Davis v. Workman
2012 U.S. App. LEXIS 18241
10th Cir.2012Background
- Davis was convicted in Oklahoma of first-degree murder and rape of Jody Sanford, receiving 100 years for rape and a death sentence for murder.
- After state-court appeals and postconviction relief failed, Davis sought federal habeas relief under 28 U.S.C. § 2254.
- The district court denied a COA; the Tenth Circuit granted COA on two issues: hospital statements and counsel’s effectiveness regarding impairment evidence.
- The court later granted COA on a claim that counsel failed to argue coercion by withholding pain medication, but affirmed denial.
- The issues center on the voluntariness of Davis’s hospital statements, alleged coercion, effectiveness of trial counsel, and whether evidentiary or structural errors rendered the trial unfair.
Issues
| Issue | Plaintiff's Argument | Defendant's Argument | Held |
|---|---|---|---|
| Were hospital statements voluntary and knowingly waived? | Davis asserted impairment from morphine undermined waiver. | Waiver was not knowing or voluntary due to medication. | Waiver was knowingly and voluntarily made; statements admissible. |
| Was trial counsel ineffective for not presenting impairment evidence? | Impairment evidence could have affected trial outcomes. | Counsel acted reasonably; evidence wouldn’t change result. | No reasonable probability of different result; no prejudice. |
| Did withholding morphine coercively affect statements and render trial unfair? | Coercion by withholding pain meds invalidated statements. | Coercion not established; claims foreclosed by AEDPA standards. | Grant of COA on coercion issue but affirmance on the merits; no prejudice shown. |
| Does the rebuttal Busby testimony require pretrial disclosure under due process? | Pretrial notice of rebuttal expert was required. | No federal due-process requirement for pretrial disclosure by state. | No federal due-process violation; Busby testimony proper. |
| Was the evidence sufficient or trial error undue under state law? | Challenged circumstantial evidence and impeachment evidence. | Evidence supported first-degree murder and related claims. | Sufficiency and related claims rejected; cumulative errors not shown. |
Key Cases Cited
- Williams v. Taylor, 529 U.S. 362 (U.S. 2000) (AEDPA deference and unreasonable application standard explained)
- Cullen v. Pinholster, 131 S. Ct. 1388 (U.S. 2011) (deference to state-court factual findings; record-based review)
- Renico v. Lett, 130 S. Ct. 1855 (U.S. 2010) (distinguishing wrong applications of federal law from incorrect ones)

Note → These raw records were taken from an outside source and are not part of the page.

impl AngularDeltaAxisStepper {
    pub fn new(
        map: AngularDelta,
        tower_idx: usize,
        start: Vector3,
        end: Vector3,
        total_distance: f32,
        profile: AccelerationProfile,
        current_step: i64,
    ) -> Self {
        let start_angle = tower_angle_at(&map, tower_idx, start);
        let end_angle = tower_angle_at(&map, tower_idx, end);
        let direction = if end_angle >= start_angle { StepDirection::Positive } else { StepDirection::Negative };
        AngularDeltaAxisStepper {
            map,
            tower_idx,
            start,
            delta: end - start,
            total_distance,
            profile,
            next_step: start_step_initial(current_step, direction),
            direction,
            last_u: 0.0,
        }
    }

    fn position_at(&self, u: f32) -> Vector3 {
        self.start + self.delta * u
    }

    fn angle_at(&self, u: f32) -> f32 {
        tower_angle_at(&self.map, self.tower_idx, self.position_at(u))
    }

    fn solve_u(&self, boundary_degrees: f32) -> Option<f32> {
        let mut u = self.last_u.max(0.0) + 0.01;
        if u > 1.0 {
            return None;
        }
        for _ in 0..8 {
            let f = self.angle_at(u) - boundary_degrees;
            let h = 1e-3_f32;
            let u_hi = (u + h).min(1.0);
            let u_lo = (u - h).max(0.0);
            let derivative = (self.angle_at(u_hi) - self.angle_at(u_lo)) / (u_hi - u_lo);
            if derivative.abs() < 1e-9 {
                break;
            }
            let step = f / derivative;
            u -= step;
            u = u.clamp(0.0, 1.0);
        }
        if (self.angle_at(u) - boundary_degrees).abs() > 1e-2 {
            return None;
        }
        if u <= self.last_u + 1e-9 || u > 1.0 {
            return None;
        }
        Some(u)
    }
}

fn tower_angle_at(map: &AngularDelta, tower_idx: usize, p: Vector3) -> f32 {
    // Reuses the exact inverse kinematics for a single tower by
    // solving all three and keeping the one we asked about; a small
    // amount of redundant work, traded for never duplicating the
    // closed-form derivation in two places.
    match map.cartesian_to_axis_positions(p) {
        Ok(steps) => steps[tower_idx] as f32 / map.steps_per_degree,
        Err(_) => f32::NAN,
    }
}

impl AxisStepper for AngularDeltaAxisStepper {
    fn peek_next_step_time(&self) -> Option<f32> {
        let boundary_degrees = self.next_step as f32 / self.map.steps_per_degree;
        let u = self.solve_u(boundary_degrees)?;
        let distance = u * self.total_distance;
        Some(self.profile.time_at_distance(distance, self.total_distance))
    }

    fn direction(&self) -> StepDirection {
        self.direction
    }

    fn advance(&mut self) {
        let boundary_degrees = self.next_step as f32 / self.map.steps_per_degree;
        if let Some(u) = self.solve_u(boundary_degrees) {
            self.last_u = u;
        }
        self.next_step += match self.direction {
            StepDirection::Positive => 1,
            StepDirection::Negative => -1,
        };
    }
}

/// A Cartesian axis's coordinate along a circular arc is a sinusoid of
/// the swept angle (Rodrigues' rotation restricted to one component):
/// `value(theta) = c0 + p*cos(theta) + q*sin(theta)`, equivalently
/// `c0 + r*cos(theta - phi)`. Finding the next microstep boundary
/// crossing is then a closed-form inverse cosine rather than a
/// per-step numeric search, and — unlike the linear steppers above —
/// the axis can genuinely reverse direction mid-segment, so direction
/// is recomputed from the candidate crossing each time rather than
/// fixed at construction.
#[derive(Debug, Clone, Copy)]
pub struct CartesianArcAxisStepper {
    c0: f32,
    p: f32,
    q: f32,
    r: f32,
    phi: f32,
    angle_total: f32,
    steps_per_mm: f32,
    total_distance: f32,
    profile: AccelerationProfile,
    next_step: i64,
    last_theta: f32,
}

impl CartesianArcAxisStepper {
    pub fn new(
        axis_idx: usize,
        center: Vector3,
        normal: Vector3,
        start: Vector3,
        angle_total: f32,
        steps_per_mm: f32,
        total_distance: f32,
        profile: AccelerationProfile,
        current_step: i64,
    ) -> Self {
        let radial = start - center;
        let k = normal.dot(radial);
        let c0v = center + normal * k;
        let pv = radial - normal * k;
        let qv = normal.cross(radial);
        let (c0, p, q) = match axis_idx {
            0 => (c0v.x, pv.x, qv.x),
            1 => (c0v.y, pv.y, qv.y),
            _ => (c0v.z, pv.z, qv.z),
        };
        let r = (p * p + q * q).sqrt();
        let phi = q.atan2(p);
        CartesianArcAxisStepper {
            c0,
            p,
            q,
            r,
            phi,
            angle_total,
            steps_per_mm,
            total_distance,
            profile,
            next_step: current_step,
            last_theta: 0.0,
        }
    }

    /// Smallest `theta` beyond `last_theta` (up to `angle_total`) at
    /// which this axis's coordinate crosses `boundary_step`, if any.
    fn find_crossing(&self, boundary_step: i64) -> Option<f32> {
        if self.r < 1e-9 {
            return None;
        }
        let boundary = boundary_step as f32 / self.steps_per_mm;
        let c = ((boundary - self.c0) / self.r).clamp(-1.0, 1.0);
        if ((boundary - self.c0) / self.r).abs() > 1.0 + 1e-3 {
            return None;
        }
        let acos_c = c.acos();
        let mut best: Option<f32> = None;
        for k in -3..=3 {
            let base = self.phi + 2.0 * std::f32::consts::PI * k as f32;
            for theta in [base + acos_c, base - acos_c] {
                if theta > self.last_theta + 1e-7
                    && theta <= self.angle_total + 1e-5
                    && best.map_or(true, |b| theta < b)
                {
                    best = Some(theta);
                }
            }
        }
        best
    }

    /// The nearer of the two adjacent step boundaries (one step up,
    /// one step down from the current position), with the theta at
    /// which it's crossed and the direction that crossing represents.
    fn candidate(&self) -> Option<(f32, i64, StepDirection)> {
        let up = self.find_crossing(self.next_step + 1).map(|t| (t, self.next_step + 1, StepDirection::Positive));
        let down = self.find_crossing(self.next_step - 1).map(|t| (t, self.next_step - 1, StepDirection::Negative));
        match (up, down) {
            (Some(u), Some(d)) => Some(if u.0 <= d.0 { u } else { d }),
            (Some(u), None) => Some(u),
            (None, Some(d)) => Some(d),
            (None, None) => None,
        }
    }
}
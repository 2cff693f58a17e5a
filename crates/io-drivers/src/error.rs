/// Errors produced while claiming pins or driving peripherals.
#[derive(Debug, thiserror::Error, PartialEq)]
pub enum DriverError {
    /// Two drivers tried to claim the same physical pin number.
    #[error("pin {0} is already claimed")]
    PinAlreadyClaimed(u8),
    /// A thermistor's RC charge time exceeded its configured ceiling
    /// without the sense pin going high (open circuit, or the
    /// capacitor never reached the logic threshold).
    #[error("thermistor reading on pin {0} timed out after {1}s")]
    ReadingTimeout(u8, f32),
}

- Moran v. Burbine, 475 U.S. 412 (U.S. 1986) (two-dimensional Miranda waiver inquiry (voluntariness and comprehension))
- Berghuis v. Thompkins, 130 S. Ct. 2250 (U.S. 2010) (Miranda waiver validity standard; knowing voluntary waiver requirements)
- Strickland v. Washington, 466 U.S. 668 (U.S. 1984) (ineffective assistance standard; prejudice required)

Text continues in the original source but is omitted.